### <span style="color: #477EB0; font-weight:700; font-size: 22px">Imports</span>

General

In [1]:
import pandas as pd
import numpy as np
import re
from bs4 import BeautifulSoup as bs
from datetime import datetime, timedelta
from io import StringIO
from collections import Counter

NLP

In [3]:
import nltk
from nltk.corpus import stopwords
import nltk
from nltk.util import ngrams
from nltk.tokenize import RegexpTokenizer
from textblob import TextBlob

In [4]:
from better_profanity import profanity
profanity.load_censor_words()

In [5]:
date_stamp = datetime.today().strftime('%d-%b-%y')

### <span style="color: #477EB0; font-weight:700; font-size: 22px">Read in Data</span>

In [6]:
file_path = 'data/blizzard_data.html'

In [7]:
with open(file_path, 'r', encoding='utf-8') as f:
    html_raw = bs(f, 'html.parser')

#### <span style="color: #2c71b0; font-weight:600; font-size: 16px">Find table headers</span>

In [8]:
headers = html_raw.find_all('h2')
print(f'Found {len(headers)} tables, headers are listed below')
[print(x.text) for x in headers];

Found 97 tables, headers are listed below
I. What information do we collect?
II. Why do we process your data?
III. Data sharing and disclosure
IV. What are tracking technologies, and how are they used?
V. Auto-decision making/profiling
VI. What level of security is applied to your personal information?
VII. Right of Access
VIII. More Information
Battle.net Account
Home Address
Account Link
Account Link
Account Link
Security
Gameplay History
Beta Opt In Details
Wallet Information
Current Balances
Ledger Entries
Orders
User Settings
US Block List
US Club List
US Friends
EU Block List
EU Club List
EU Friends
KR Block List
KR Club List
KR Friends
PTR Block List
PTR Club List
PTR Friends
Battle.net Whisper Chat
Overwatch Chat
User Data By Region
Penalty History - EU
Penalty History - KR
Penalty History - TW
Penalty History - US
Activity History
Restriction History
Characters
Chat History
Crafting Orders
Player
Player Lootbox
Player Lootbox Unlock
Player Owl Token Spend
Player Progression Ba

### <span style="color: #477EB0; font-weight:700; font-size: 22px">Parse Data from HTML Tables</span>

#### <span style="color: #2c71b0; font-weight:600; font-size: 16px">Activity History (Logins and Logouts)</span>

In [9]:
# get header object in html
header_obj = html_raw.find(string='Activity History')
# find first table after the header 
html_table = header_obj.find_next('table')
# parse the table
activity_history_df = pd.concat(pd.read_html(StringIO(str(html_table))))
activity_history_df.rename(columns=lambda x: x.replace(' ', '_').lower(), inplace=True)
activity_history_df.rename(columns={'time_(utc)':'time',
                                    'geo-ip_location':'location'}, inplace=True)
activity_history_df['time'] = pd.to_datetime(activity_history_df['time'], format='%Y-%m-%d %H:%M:%S')

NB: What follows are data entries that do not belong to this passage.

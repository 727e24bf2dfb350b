//! Raw TOML configuration data types
//!
//! These structs represent the exact structure of the TOML config file.
//! They are deserialized directly and use domain types where appropriate.

mod gemini;
mod logging;
mod tui;

pub use gemini::FileGeminiConfig;
pub use logging::FileLoggingConfig;
pub use tui::FileTuiConfig;

use serde::{Deserialize, Serialize};
use thiserror::Error;

/// Configuration validation errors
#[derive(Debug, Clone, PartialEq, Eq, Error)]
pub enum ConfigValidationError {
    #[error("gemini.timeout_seconds cannot be 0")]
    InvalidTimeout,

    #[error("gemini.model cannot be empty")]
    EmptyModelName,

    #[error("gemini.base_url must start with http:// or https:// (got '{0}')")]
    InvalidBaseUrl(String),

    #[error("gemini.api_key_env cannot be empty")]
    EmptyApiKeyEnv,

    #[error("tui.tick_rate_ms must be between 16 and 5000 (got {0})")]
    InvalidTickRate(u64),

    #[error("logging.file_prefix cannot be empty")]
    EmptyLogPrefix,
}

/// Complete file configuration (raw TOML structure)
#[derive(Debug, Clone, Default, Serialize, Deserialize)]
#[serde(default)]
pub struct FileConfig {
    /// Gemini API settings
    pub gemini: FileGeminiConfig,
    /// TUI settings
    pub tui: FileTuiConfig,
    /// Log file settings
    pub logging: FileLoggingConfig,
}

impl FileConfig {
    /// Validate the entire configuration, returning every detected issue.
    pub fn validate(&self) -> Vec<ConfigValidationError> {
        let mut issues = Vec::new();
        issues.extend(self.gemini.validate());
        issues.extend(self.tui.validate());
        issues.extend(self.logging.validate());
        issues
    }

    /// Copy of this configuration that is safe to print.
    pub fn redacted(&self) -> Self {
        let mut config = self.clone();
        if config.gemini.api_key.is_some() {
            config.gemini.api_key = Some("********".to_string());
        }
        config
    }

    /// Render the configuration as TOML (used by `--show-config`).
    pub fn to_toml_string(&self) -> Result<String, toml::ser::Error> {
        toml::to_string_pretty(self)
    }
}

#[cfg(test)]
mod tests {
    use super::*;
    use equacao_domain::Model;

    #[test]
    fn test_default_config_is_valid() {
        assert!(FileConfig::default().validate().is_empty());
    }

    #[test]
    fn test_parse_full_config() {
        let toml_str = r#"
[gemini]
model = "gemini-2.5-pro"
base_url = "http://localhost:8080"
api_key_env = "MY_GEMINI_KEY"
timeout_seconds = 30

[tui]
tick_rate_ms = 100
show_hints = false

[logging]
directory = "/tmp/equacao-logs"
file_prefix = "wizard.log"
"#;

        let config: FileConfig = toml::from_str(toml_str).unwrap();
        assert_eq!(config.gemini.model, Model::Gemini25Pro);
        assert_eq!(config.gemini.base_url, "http://localhost:8080");
        assert_eq!(config.gemini.api_key_env, "MY_GEMINI_KEY");
        assert_eq!(config.gemini.timeout_seconds, Some(30));
        assert_eq!(config.tui.tick_rate_ms, 100);
        assert!(!config.tui.show_hints);
        assert_eq!(
            config.logging.directory.as_deref(),
            Some("/tmp/equacao-logs")
        );
        assert_eq!(config.logging.file_prefix, "wizard.log");
        assert!(config.validate().is_empty());
    }

    #[test]
    fn test_partial_config_keeps_defaults() {
        let config: FileConfig = toml::from_str("[tui]\nshow_hints = false\n").unwrap();
        assert!(!config.tui.show_hints);
        assert_eq!(config.gemini.model, Model::Gemini25Flash);
        assert_eq!(config.gemini.api_key_env, "GEMINI_API_KEY");
    }

    #[test]
    fn test_validate_collects_all_issues() {
        let toml_str = r#"
[gemini]
model = ""
timeout_seconds = 0

[tui]
tick_rate_ms = 1
"#;
        let config: FileConfig = toml::from_str(toml_str).unwrap();
        let issues = config.validate();
        assert!(issues.contains(&ConfigValidationError::EmptyModelName));
        assert!(issues.contains(&ConfigValidationError::InvalidTimeout));
        assert!(issues.contains(&ConfigValidationError::InvalidTickRate(1)));
        assert_eq!(issues.len(), 3);
    }

    #[test]
    fn test_redacted_hides_api_key() {
        let mut config = FileConfig::default();
        config.gemini.api_key = Some("secret-key".to_string());

        let printed = config.redacted().to_toml_string().unwrap();
        assert!(!printed.contains("secret-key"));
        assert!(printed.contains("********"));
    }

    #[test]
    fn test_toml_output_roundtrips() {
        let printed = FileConfig::default().to_toml_string().unwrap();
        let parsed: FileConfig = toml::from_str(&printed).unwrap();
        assert_eq!(parsed.gemini.model, Model::Gemini25Flash);
        assert_eq!(parsed.tui.tick_rate_ms, FileTuiConfig::default().tick_rate_ms);
    }
}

#### <span style="color: #2c71b0; font-weight:600; font-size: 16px">Ranked Match History</span>

In [10]:
# get header object in html
header_obj = html_raw.find(string='Player Ranked Match History')
# find first table after the header 
html_table = header_obj.find_next('table')
# parse the table
match_history_df = pd.concat(pd.read_html(StringIO(str(html_table))))
match_history_df.rename(columns=lambda x: x.replace(' ', '_').lower(), inplace=True)
# remove invalid rows
invalid_rows = match_history_df[match_history_df['leaderboard_region']=='INVALID']
match_history_df.drop(index=invalid_rows.index, inplace=True)
match_history_df.reset_index(drop=True, inplace=True)
match_history_df['match_start_date'] = match_history_df['start_time_epoch_seconds'].apply(lambda x: datetime.fromtimestamp(x))

#### <span style="color: #2c71b0; font-weight:600; font-size: 16px">Battle Pass Progression</span>

In [11]:
# get header object in html
header_obj = html_raw.find(string='Player Battle Pass')
# find first table after the header 
html_table = header_obj.find_next('table')
# parse the table
battle_pass_df = pd.concat(pd.read_html(str(html_table)))
battle_pass_df.rename(columns=lambda x: x.replace(' ', '_').lower(), inplace=True)
battle_pass_df['last_claim_time'] = battle_pass_df['last_claim_time'].apply(lambda x: datetime.fromtimestamp(x))

  battle_pass_df = pd.concat(pd.read_html(str(html_table)))


#### <span style="color: #2c71b0; font-weight:600; font-size: 16px">Coin Ledger</span>

In [12]:
# get header object in html
header_obj = html_raw.find(string='Ledger Entries')
# find first table after the header 
html_table = header_obj.find_next('table')
# parse the table
coin_ledger_df = pd.concat(pd.read_html(StringIO(str(html_table))))
coin_ledger_df.rename(columns=lambda x: x.replace(' ', '_').lower(), inplace=True)
coin_ledger_df['timestamp'] = pd.to_datetime(coin_ledger_df['timestamp'], format='%m/%d/%Y %H:%M:%S')
coin_ledger_df['week_start'] = coin_ledger_df['timestamp'].dt.to_period('W').apply(lambda r: r.start_time)
bal = 0
for i, row in coin_ledger_df.sort_values('timestamp').iterrows():
    bal += row['amount']
    coin_ledger_df.at[i, 'balance'] = bal
coin_ledger_df.sort_values('timestamp', inplace=True)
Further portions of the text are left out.